Via Glenn, we see that Austin Bay is puzzled by one apsect of the Rathergate debacle: "If it was common knowledge that Mr.Burkett was something of a Bush-hating crank, why would someone of Ms. Mapes/Mr. Rather [ed: ilk? position?] accept information passed to him?"
Hah! Wait until he reads Kevin Drum's reaction to the CBS report. Mr. Drum lived and breathed the "Bush AWOL" story in February 2004, and interviewed both Burkett and his (original) alleged document source, George Conn. Here is just a flavor of his reaction:
A child would be suspicious of [Burkett's original] story — and Burkett later admitted it wasn't true. But in the end, even though Conn was allegedly the source of the documents, and even though this made no sense at all, no one at CBS tried to contact him in Germany. Why? I talked to Conn for 20 minutes when I was researching this stuff in February. If I could get hold of him, why couldn't they?

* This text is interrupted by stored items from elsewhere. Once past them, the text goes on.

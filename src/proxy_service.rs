use anyhow::Result;
use async_trait::async_trait;
use reqwest::{header, Client};
use serde_json::Value;
use thiserror::Error;

use crate::chat_types::CompletionPayload;
use crate::config::AppConfig;

/// 上游调用失败的三种情况
#[derive(Debug, Error)]
pub enum UpstreamError {
    /// 上游返回了非 2xx 状态码
    #[error("upstream returned status {status}")]
    Status { status: u16, body: Value },

    /// 请求已发出但没有拿到响应 (连接失败、超时、读取响应体失败)
    #[error("no response from upstream: {0}")]
    NoResponse(String),

    /// 请求无法构造
    #[error("failed to build upstream request: {0}")]
    Request(String),
}

/// 向上游发送聊天补全请求的能力，测试中可替换为假实现
#[async_trait]
pub trait UpstreamClient: Send + Sync {
    async fn complete(&self, api_key: &str, payload: &CompletionPayload) -> Result<Value, UpstreamError>;
}

/// 基于 reqwest 的 Grok API 客户端
pub struct GrokClient {
    client: Client,
    endpoint: String,
}

impl GrokClient {
    pub fn new(config: &AppConfig) -> Result<Self> {
        let client = Client::builder()
            .timeout(config.upstream_timeout)
            .build()?;

        Ok(Self {
            client,
            endpoint: config.upstream_url.clone(),
        })
    }
}

#[async_trait]
impl UpstreamClient for GrokClient {
    async fn complete(&self, api_key: &str, payload: &CompletionPayload) -> Result<Value, UpstreamError> {
        let mut headers = header::HeaderMap::new();
        headers.insert(
            header::AUTHORIZATION,
            header::HeaderValue::from_str(&format!("Bearer {}", api_key))
                .map_err(|e| UpstreamError::Request(format!("Invalid authorization header: {}", e)))?,
        );
        headers.insert(
            header::CONTENT_TYPE,
            header::HeaderValue::from_static("application/json"),
        );

        tracing::debug!("Sending request to {}", self.endpoint);

        let resp = self
            .client
            .post(&self.endpoint)
            .headers(headers)
            .json(payload)
            .send()
            .await
            .map_err(classify_send_error)?;

        let status = resp.status();
        let text = resp
            .text()
            .await
            .map_err(|e| UpstreamError::NoResponse(e.to_string()))?;
        let body = parse_upstream_body(text);

        if status.is_success() {
            Ok(body)
        } else {
            tracing::debug!("Upstream responded with status {}", status);
            Err(UpstreamError::Status {
                status: status.as_u16(),
                body,
            })
        }
    }
}

fn classify_send_error(e: reqwest::Error) -> UpstreamError {
    if e.is_builder() {
        UpstreamError::Request(e.to_string())
    } else {
        // 超时、连接失败等：请求发出但没有响应
        UpstreamError::NoResponse(e.to_string())
    }
}

/// 上游响应体按 JSON 解析，解析失败则原样作为字符串转发
fn parse_upstream_body(text: String) -> Value {
    match serde_json::from_str(&text) {
        Ok(json) => json,
        Err(_) => Value::String(text),
    }
}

I don't know how well I'm explaining all this, but trust me: the idea that George Conn was the source of these documents beggars belief. To then accept their authenticity without talking to Conn and despite qualms from at least one document expert, is mind boggling. To later describe Burkett as an "unimpeachable" source takes you straight off into the gamma quadrant.
In related news, Jonathon Last of the Weekly Standard is reading Appendix 4 to the CBS report, and explains the standard by which "The Panel was not able to reach a definitive conclusion as to the authenticity of the Killian documents."
How did they do it? Basically, by wondering whether their expert really was expert enough to reach a conclusion.
Bah. Meanwhile, we are still stewing about yesterday's Times story, which told its readers that "The panel said that the documents had not been properly authenticated, but that it had no evidence they were forgeries."
That is simply not what the panel concluded - the panel had plenty of evidence, but felt that it lacked definitive proof.